|Russian Far East|
The distribution of Chukotko-Kamchatkan languages (red) in the 17th century (hatching, approximate) and at the end of the 20th century (solid).
The Chukotko-Kamchatkan or Chukchi–Kamchatkan languages are a language family of extreme northeastern Siberia. Its speakers are indigenous hunter-gatherers and reindeer-herders. Chukotko-Kamchatkan languages have 25,000 speakers.
While the family is sometimes grouped typologically and geographically as Paleo-Siberian, no external genetic relationship has been widely accepted as proven. The most popular such proposals have been for links with Eskimo–Aleut, either alone or in the context of a wider grouping.
Less commonly encountered names for the family are Chukchian, Chukotian, Chukotan, Kamchukchee and Kamchukotic. Of these, Chukchian and Chukotian are ambiguous, since both terms are sometimes used to refer specifically to the family's northern branch.
In addition, Luorawetlan (also spelled Luoravetlan) has been in wide use since 1775 as a name for the family, although it is properly the self-designation of one of its constituent languages, Chukchi. The derivative Luorawetlanic may be preferable as a name for the family.
Languages of the family
The Chukotko-Kamchatkan family consists of two distantly related dialect clusters, Chukotkan and Kamchatkan. Chukotkan is considered anywhere from one to four languages, whereas there is only one surviving Kamchatkan language, Itelmen.
The relationship of the Chukotkan languages to Itelmen is distant, and has only been conclusively demonstrated recently.
All the Chukotko-Kamchatkan languages are under pressure from Russian. Almost all speakers are bilingual in Russian, and most younger members of the ethnic groups associated with the languages speak Russian only.
Relation to other language families
The Chukotko-Kamchatkan languages have no generally accepted relation to any other language family.
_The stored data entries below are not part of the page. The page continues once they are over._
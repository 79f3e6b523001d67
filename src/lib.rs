//! habitlog - Terminal habit logger
//!
//! An interactive command-line tool that timestamps the habits you report,
//! keeps them in a JSON log file and replays your history on request.

pub mod application;
pub mod cli;
pub mod domain;
pub mod error;
pub mod infrastructure;

pub use error::HabitError;
//! Configuration management

use crate::error::{HabitError, Result};
use serde::{Deserialize, Serialize};
use std::fs;
use std::path::{Path, PathBuf};

/// Config file looked up in the working directory
pub const CONFIG_FILE_NAME: &str = "habitlog.toml";

pub const ENV_CONFIG: &str = "HABITLOG_CONFIG";
pub const ENV_DATA_FILE: &str = "HABITLOG_FILE";
pub const ENV_LOG_FILE: &str = "HABITLOG_LOG";

const VALID_LOG_LEVELS: [&str; 6] = ["off", "error", "warn", "info", "debug", "trace"];

#[derive(Debug, Clone, PartialEq, Eq, Serialize, Deserialize)]
#[serde(default, deny_unknown_fields)]
pub struct Config {
    /// Where the habit log is persisted
    pub data_file: PathBuf,
    /// Where diagnostics are written
    pub log_file: PathBuf,
    /// When false the log lives in memory only for this run
    pub persist: bool,
    pub log_level: String,
}

impl Default for Config {
    fn default() -> Self {
        Config {
            data_file: PathBuf::from("habit_log.json"),
            log_file: PathBuf::from("habitlog.log"),
            persist: true,
            log_level: "info".to_string(),
        }
    }
}

impl Config {
    /// Resolve config for the current process: file, then environment overrides
    pub fn resolve() -> Result<Self> {
        let cwd = std::env::current_dir()?;
        Self::resolve_with(&cwd, |key| std::env::var(key).ok())
    }

    /// Resolve config relative to `cwd`, reading variables through `lookup`
    pub fn resolve_with<F>(cwd: &Path, lookup: F) -> Result<Self>
    where
        F: Fn(&str) -> Option<String>,
    {
        let mut config = match lookup(ENV_CONFIG).filter(|v| !v.is_empty()) {
            Some(path) => Self::load_from_file(&cwd.join(path))?,
            None => {
                let local = cwd.join(CONFIG_FILE_NAME);
                if local.is_file() {
                    Self::load_from_file(&local)?
                } else {
                    Config::default()
                }
            }
        };

        if let Some(data_file) = lookup(ENV_DATA_FILE) {
            if data_file.is_empty() {
                config.persist = false;
            } else {
                config.data_file = PathBuf::from(data_file);
                config.persist = true;
            }
        }

        if let Some(log_file) = lookup(ENV_LOG_FILE).filter(|v| !v.is_empty()) {
            config.log_file = PathBuf::from(log_file);
        }

        config.data_file = cwd.join(&config.data_file);
        config.log_file = cwd.join(&config.log_file);

        Ok(config)
    }

    /// Load config from a TOML file
    pub fn load_from_file(path: &Path) -> Result<Self> {
        let contents = fs::read_to_string(path).map_err(|e| {
            if e.kind() == std::io::ErrorKind::NotFound {
                HabitError::Config(format!("Config file not found: {}", path.display()))
            } else {
                HabitError::Io(e)
            }
        })?;

        let config: Config = toml::from_str(&contents)
            .map_err(|e| HabitError::Config(format!("Failed to parse {}: {}", path.display(), e)))?;
        config.validate()?;
        Ok(config)
    }

    /// Storage path for the habit store, or None when persistence is off
    pub fn storage_path(&self) -> Option<PathBuf> {
        self.persist.then(|| self.data_file.clone())
    }

    fn validate(&self) -> Result<()> {
        if !VALID_LOG_LEVELS.contains(&self.log_level.to_lowercase().as_str()) {
            return Err(HabitError::Config(format!(
                "Invalid log level: '{}'. Valid levels are: {}",
                self.log_level,
                VALID_LOG_LEVELS.join(", ")
            )));
        }
        if self.data_file.as_os_str().is_empty() {
            return Err(HabitError::Config(
                "data_file must not be empty (set persist = false instead)".to_string(),
            ));
        }
        Ok(())
    }
}
//! Error types for habitlog

use std::path::PathBuf;
use thiserror::Error;

/// Main error type for habitlog
#[derive(Debug, Error)]
pub enum HabitError {
    #[error("Habit log not found: {0}")]
    NotFound(PathBuf),

    #[error("Corrupt habit log {path}: {reason}")]
    CorruptData { path: PathBuf, reason: String },

    #[error("IO error: {0}")]
    Io(#[from] std::io::Error),

    #[error("Configuration error: {0}")]
    Config(String),
}

impl HabitError {
    /// Get the exit code for this error
    pub fn exit_code(&self) -> i32 {
        match self {
            HabitError::Config(_) => 2,
            _ => 1,
        }
    }

    /// Get a user-friendly error message with suggestions
    pub fn display_with_suggestions(&self) -> String {
        match self {
            HabitError::Config(_) => {
                format!(
                    "{}\n\n\
                    Suggestions:\n\
                    • Check the syntax of habitlog.toml (or the file named by HABITLOG_CONFIG)\n\
                    • Valid keys: data_file, log_file, persist, log_level\n\
                    • Unset HABITLOG_CONFIG to fall back to the defaults",
                    self
                )
            }
            HabitError::CorruptData { path, .. } => {
                format!(
                    "{}\n\n\
                    The file at {} will be replaced on the next recorded habit.",
                    self,
                    path.display()
                )
            }
            _ => self.to_string(),
        }
    }

    /// Whether this error means "start from an empty log" when loading
    pub fn is_recoverable_load(&self) -> bool {
        matches!(
            self,
            HabitError::NotFound(_) | HabitError::CorruptData { .. }
        )
    }
}

/// Result type using HabitError
pub type Result<T> = std::result::Result<T, HabitError>;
They are sometimes classed among the Paleosiberian languages, a catch-all term for language groups with no identified relationship to one another that are believed to represent remnants of the language map of Siberia prior to the advances of Turkic and Tungusic.
Joseph Greenberg identifies Chukotko-Kamchatkan (which he names Chukotian) as a member of Eurasiatic, a proposed macrofamily that includes Indo-European, Altaic, and Eskimo–Aleut, among others. Greenberg also assigns Nivkh and Yukaghir, sometimes classed as "Paleosiberian" languages, to the Eurasiatic family.
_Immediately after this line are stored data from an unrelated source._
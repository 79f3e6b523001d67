//! Habit store: the persisted, append-only log for one user

use crate::domain::entry::is_valid_habit;
use crate::domain::HabitEntry;
use crate::error::{HabitError, Result};
use std::fs;
use std::path::{Path, PathBuf};
use tracing::{debug, error, info, info_span, warn};

/// Owns one user's habit entries and the file they are persisted to.
///
/// The file is rewritten in full after every [`record`](HabitStore::record).
/// It is not locked; running two sessions against the same file is
/// unsupported and the last writer wins.
#[derive(Debug)]
pub struct HabitStore {
    user_name: String,
    storage_path: Option<PathBuf>,
    entries: Vec<HabitEntry>,
}

impl HabitStore {
    /// Create a store for `user_name`, loading any existing log.
    ///
    /// With `storage_path` set to `None` the log is kept in memory only.
    /// A missing, corrupt or unreadable file yields an empty log.
    pub fn new(user_name: impl Into<String>, storage_path: Option<PathBuf>) -> Self {
        let mut store = HabitStore {
            user_name: user_name.into(),
            storage_path,
            entries: Vec::new(),
        };

        match store.load() {
            Ok(entries) => {
                info!(
                    user = %store.user_name,
                    entries = entries.len(),
                    "loaded habit log"
                );
                store.entries = entries;
            }
            Err(err) if err.is_recoverable_load() => {
                info!(user = %store.user_name, reason = %err, "starting with an empty habit log");
            }
            Err(err) => {
                warn!(user = %store.user_name, error = %err, "could not read habit log, starting empty");
            }
        }

        store
    }

    /// Create a store that never touches the file system
    pub fn in_memory(user_name: impl Into<String>) -> Self {
        Self::new(user_name, None)
    }

    pub fn user_name(&self) -> &str {
        &self.user_name
    }

    pub fn storage_path(&self) -> Option<&Path> {
        self.storage_path.as_deref()
    }

    pub fn len(&self) -> usize {
        self.entries.len()
    }

    pub fn is_empty(&self) -> bool {
        self.entries.is_empty()
    }

    /// Append a habit stamped with the current time and persist the log.
    ///
    /// Casing is stored as given. Blank names are refused and return None.
    /// A failed save is logged and the entry stays in memory.
    pub fn record(&mut self, habit: &str) -> Option<&HabitEntry> {
        let span = info_span!("record", user = %self.user_name, habit = %habit);
        let _guard = span.enter();

        if !is_valid_habit(habit) {
            warn!("refusing to record a blank habit");
            return None;
        }
        info!("logging habit");

        let index = self.entries.len();
        self.entries.push(HabitEntry::now(habit));

        match self.save() {
            Ok(()) => info!(entries = self.entries.len(), "habit logged"),
            Err(err) => error!(error = %err, "failed to persist habit log, entry kept in memory only"),
        }

        self.entries.get(index)
    }

    /// Entries in insertion order, or None when nothing has been logged
    pub fn history(&self) -> Option<&[HabitEntry]> {
        if self.entries.is_empty() {
            None
        } else {
            Some(self.entries.as_slice())
        }
    }

    /// Replace the storage file with the full log.
    ///
    /// The document goes to a sibling `.tmp` file first and is renamed over
    /// the storage file, so an interrupted save leaves the old log in place.
    pub fn save(&self) -> Result<()> {
        let Some(path) = self.storage_path.as_deref() else {
            debug!("persistence disabled, skipping save");
            return Ok(());
        };

        if let Some(parent) = path.parent() {
            if !parent.as_os_str().is_empty() && !parent.exists() {
                fs::create_dir_all(parent)?;
            }
        }

        let mut contents =
            serde_json::to_string_pretty(&self.entries).map_err(std::io::Error::from)?;
        contents.push('\n');

        let staging = staging_path(path);
        if let Err(err) = fs::write(&staging, contents).and_then(|()| fs::rename(&staging, path)) {
            let _ = fs::remove_file(&staging);
            return Err(err.into());
        }

        debug!(path = %path.display(), entries = self.entries.len(), "saved habit log");
        Ok(())
    }

    /// Read the storage file into an ordered entry list
    pub fn load(&self) -> Result<Vec<HabitEntry>> {
        let Some(path) = self.storage_path.as_deref() else {
            return Ok(Vec::new());
        };

        let contents = fs::read_to_string(path).map_err(|e| {
            if e.kind() == std::io::ErrorKind::NotFound {
                HabitError::NotFound(path.to_path_buf())
            } else {
                HabitError::Io(e)
            }
        })?;

        serde_json::from_str(&contents).map_err(|e| HabitError::CorruptData {
            path: path.to_path_buf(),
            reason: e.to_string(),
        })
    }
}

fn staging_path(path: &Path) -> PathBuf {
    let mut name = path.file_name().unwrap_or_default().to_os_string();
    name.push(".tmp");
    path.with_file_name(name)
}
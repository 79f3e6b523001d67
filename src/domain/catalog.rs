//! Encouragement messages for tracked habits

/// Fallback for habits the catalog does not know
pub const GENERIC_RESPONSE: &str = "That's a valuable habit! Keep going 💪";

/// Look up the encouragement for a habit, ignoring case
pub fn response_for(habit: &str) -> &'static str {
    known_response(habit).unwrap_or(GENERIC_RESPONSE)
}

/// Whether the catalog has a dedicated message for this habit
pub fn is_known(habit: &str) -> bool {
    known_response(habit).is_some()
}

fn known_response(habit: &str) -> Option<&'static str> {
    let message = match habit.to_lowercase().as_str() {
        "exercise" => "Awesome! Keep your body strong and your mind sharper 🏋️‍♀️🧠",
        "study" => "You're building your future, one session at a time 📚🌟",
        "read" => "Books are your brain's best friends 📖💡",
        "meditate" => "Peace within brings peace outside 🧘‍♀️🌼",
        "journal" => "Writing clears your mind and boosts clarity 📝✨",
        _ => return None,
    };
    Some(message)
}
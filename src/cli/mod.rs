//! CLI layer - Command-line interface

pub mod commands;
pub mod output;

pub use commands::{Cli, Command};
pub use output::{format_history, format_response};
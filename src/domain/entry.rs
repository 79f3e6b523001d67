//! Habit entry model and its on-disk timestamp format

use chrono::{Local, NaiveDateTime, Timelike};
use serde::{Deserialize, Serialize};

/// Timestamp layout used in the storage file and on the transcript
pub const TIMESTAMP_FORMAT: &str = "%Y-%m-%d %H:%M:%S";

/// One recorded habit occurrence
#[derive(Debug, Clone, PartialEq, Eq, Serialize, Deserialize)]
pub struct HabitEntry {
    #[serde(deserialize_with = "non_blank")]
    habit: String,
    #[serde(rename = "timestamp", with = "timestamp_format")]
    logged_at: NaiveDateTime,
}

impl HabitEntry {
    /// Create an entry stamped with an explicit time, truncated to whole seconds
    pub fn new(habit: impl Into<String>, logged_at: NaiveDateTime) -> Self {
        HabitEntry {
            habit: habit.into(),
            logged_at: truncate_to_seconds(logged_at),
        }
    }

    /// Create an entry stamped with the current local time
    pub fn now(habit: impl Into<String>) -> Self {
        Self::new(habit, Local::now().naive_local())
    }

    pub fn habit(&self) -> &str {
        &self.habit
    }

    pub fn logged_at(&self) -> NaiveDateTime {
        self.logged_at
    }

    /// Timestamp rendered as `YYYY-MM-DD HH:MM:SS`
    pub fn timestamp(&self) -> String {
        self.logged_at.format(TIMESTAMP_FORMAT).to_string()
    }

    /// Habit name in title case for display
    pub fn display_name(&self) -> String {
        title_case(&self.habit)
    }
}

/// Whether `habit` is usable as an entry name
pub fn is_valid_habit(habit: &str) -> bool {
    !habit.trim().is_empty()
}

fn non_blank<'de, D>(deserializer: D) -> Result<String, D::Error>
where
    D: serde::Deserializer<'de>,
{
    let habit = String::deserialize(deserializer)?;
    if !is_valid_habit(&habit) {
        return Err(serde::de::Error::custom("habit must not be blank"));
    }
    Ok(habit)
}

fn truncate_to_seconds(at: NaiveDateTime) -> NaiveDateTime {
    at.with_nanosecond(0).unwrap_or(at)
}

/// Upper-case the first letter of each word and lower-case the rest.
///
/// A word starts after any character that is neither alphanumeric nor an
/// apostrophe, so "don't stop" becomes "Don't Stop". Unlike Python's
/// `str.title()`, digits and apostrophes do not end a word ("10k" stays
/// "10k"); see the title casing note in DESIGN.md.
pub fn title_case(text: &str) -> String {
    let mut output = String::with_capacity(text.len());
    let mut at_word_start = true;

    for ch in text.chars() {
        if ch.is_alphabetic() {
            if at_word_start {
                output.extend(ch.to_uppercase());
            } else {
                output.extend(ch.to_lowercase());
            }
            at_word_start = false;
        } else {
            output.push(ch);
            at_word_start = !(ch.is_alphanumeric() || ch == '\'');
        }
    }

    output
}

mod timestamp_format {
    use super::TIMESTAMP_FORMAT;
    use chrono::NaiveDateTime;
    use serde::{Deserialize, Deserializer, Serializer};

    pub fn serialize<S>(at: &NaiveDateTime, serializer: S) -> Result<S::Ok, S::Error>
    where
        S: Serializer,
    {
        serializer.serialize_str(&at.format(TIMESTAMP_FORMAT).to_string())
    }

    pub fn deserialize<'de, D>(deserializer: D) -> Result<NaiveDateTime, D::Error>
    where
        D: Deserializer<'de>,
    {
        let raw = String::deserialize(deserializer)?;
        NaiveDateTime::parse_from_str(&raw, TIMESTAMP_FORMAT).map_err(serde::de::Error::custom)
    }
}
//! CLI command definitions

use clap::Parser;

#[derive(Parser, Debug)]
#[command(name = "habitlog")]
#[command(
    about = "Log the habits you keep and replay your history",
    long_about = "Interactive habit logger. Type a habit to record it, 'history' to \
                  view your log, or 'exit' to quit.\n\n\
                  Storage: habit_log.json in the current directory, overridden by \
                  habitlog.toml, HABITLOG_CONFIG or HABITLOG_FILE (empty = in-memory). \
                  Diagnostics go to habitlog.log or HABITLOG_LOG."
)]
#[command(version)]
pub struct Cli {}

/// One line typed at the session prompt
#[derive(Debug, Clone, PartialEq, Eq)]
pub enum Command {
    Exit,
    History,
    /// Blank or whitespace-only input
    Empty,
    /// Anything else, trimmed, case preserved
    Track(String),
}

impl Command {
    pub fn parse(line: &str) -> Self {
        let trimmed = line.trim();

        if trimmed.is_empty() {
            Command::Empty
        } else if trimmed.eq_ignore_ascii_case("exit") {
            Command::Exit
        } else if trimmed.eq_ignore_ascii_case("history") {
            Command::History
        } else {
            Command::Track(trimmed.to_string())
        }
    }
}

#[cfg(test)]
mod tests {
    use super::*;
    use clap::CommandFactory;

    #[test]
    fn test_cli_definition_is_valid() {
        Cli::command().debug_assert();
    }

    #[test]
    fn test_cli_rejects_flags() {
        assert!(Cli::try_parse_from(["habitlog", "--file", "x.json"]).is_err());
        assert!(Cli::try_parse_from(["habitlog"]).is_ok());
    }

    #[test]
    fn test_parse_keywords_case_insensitive() {
        assert_eq!(Command::parse("exit"), Command::Exit);
        assert_eq!(Command::parse("EXIT\n"), Command::Exit);
        assert_eq!(Command::parse("  History  "), Command::History);
    }

    #[test]
    fn test_parse_empty() {
        assert_eq!(Command::parse(""), Command::Empty);
        assert_eq!(Command::parse("   \t\n"), Command::Empty);
    }

    #[test]
    fn test_parse_habit_preserves_case() {
        assert_eq!(
            Command::parse("  Morning Run \n"),
            Command::Track("Morning Run".to_string())
        );
        // Keywords only match the whole line
        assert_eq!(
            Command::parse("exit early"),
            Command::Track("exit early".to_string())
        );
    }
}
use assert_cmd::Command;
use std::path::Path;

/// Binary under test, run in `cwd` with a scrubbed environment
pub fn habitlog_cmd(cwd: &Path) -> Command {
    let mut cmd = Command::cargo_bin("habitlog").unwrap();
    cmd.current_dir(cwd);
    cmd.env_remove("HABITLOG_CONFIG");
    cmd.env_remove("HABITLOG_FILE");
    cmd.env_remove("HABITLOG_LOG");
    cmd.env_remove("RUST_LOG");
    cmd
}
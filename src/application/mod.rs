//! Application layer - Use cases and orchestration

pub mod session;

pub use session::SessionService;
While the Eurasiatic hypothesis has been well received by Nostraticists and some Indo-Europeanists, it remains very controversial. Part of the reason for this is that the Eurasiatic hypothesis rests on mass comparison of lexemes, grammatical formatives, and vowel systems (see Greenberg 2000–2002) rather than on the prevailing view that regular sound correspondences, linked to a wide array of lexemes and grammatical formatives, are the only valid means to establish genetic relationship (see for instance Baldi 2002:2–19).
Michael Fortescue, a specialist in Eskimo–Aleut as well as in Chukotko-Kamchatkan, argued for a link between Uralic, Yukaghir, Chukotko-Kamchatkan, and Eskimo–Aleut calling this proposed grouping Uralo-Siberian. Later, he removed Chukotko-Kamchatkan from Uralo-Siberian, instead arguing for Nivkh being its closest relative.
- Baldi, Philip. 2002. The Foundations of Latin. Berlin: Mouton de Gruyter.
- Fortescue, Michael. 1998. Language Relations Across Bering Strait. London: Cassell & Co.
- Fortescue, Michael. 2005. Comparative Chukotko–Kamchatkan Dictionary. Trends in Linguistics 23. Berlin: Mouton de Gruyter.
- Fortescue, Michael. 2011. "The relationship of Nivkh to Chukotko-Kamchatkan revisited." Lingua, Volume 121, Issue 8, June 2011, 1359–1376. http://dx.doi.org/10.1016/j.lingua.2011.03.001
- Greenberg, Joseph H. 2000. Indo-European and Its Closest Relatives: The Eurasiatic Language Family. Volume 1, Grammar. Stanford: Stanford University Press.
- Greenberg, Joseph H. 2002. Indo-European and Its Closest Relatives: The Eurasiatic Language Family. Volume 2, Lexicon. Stanford: Stanford University Press.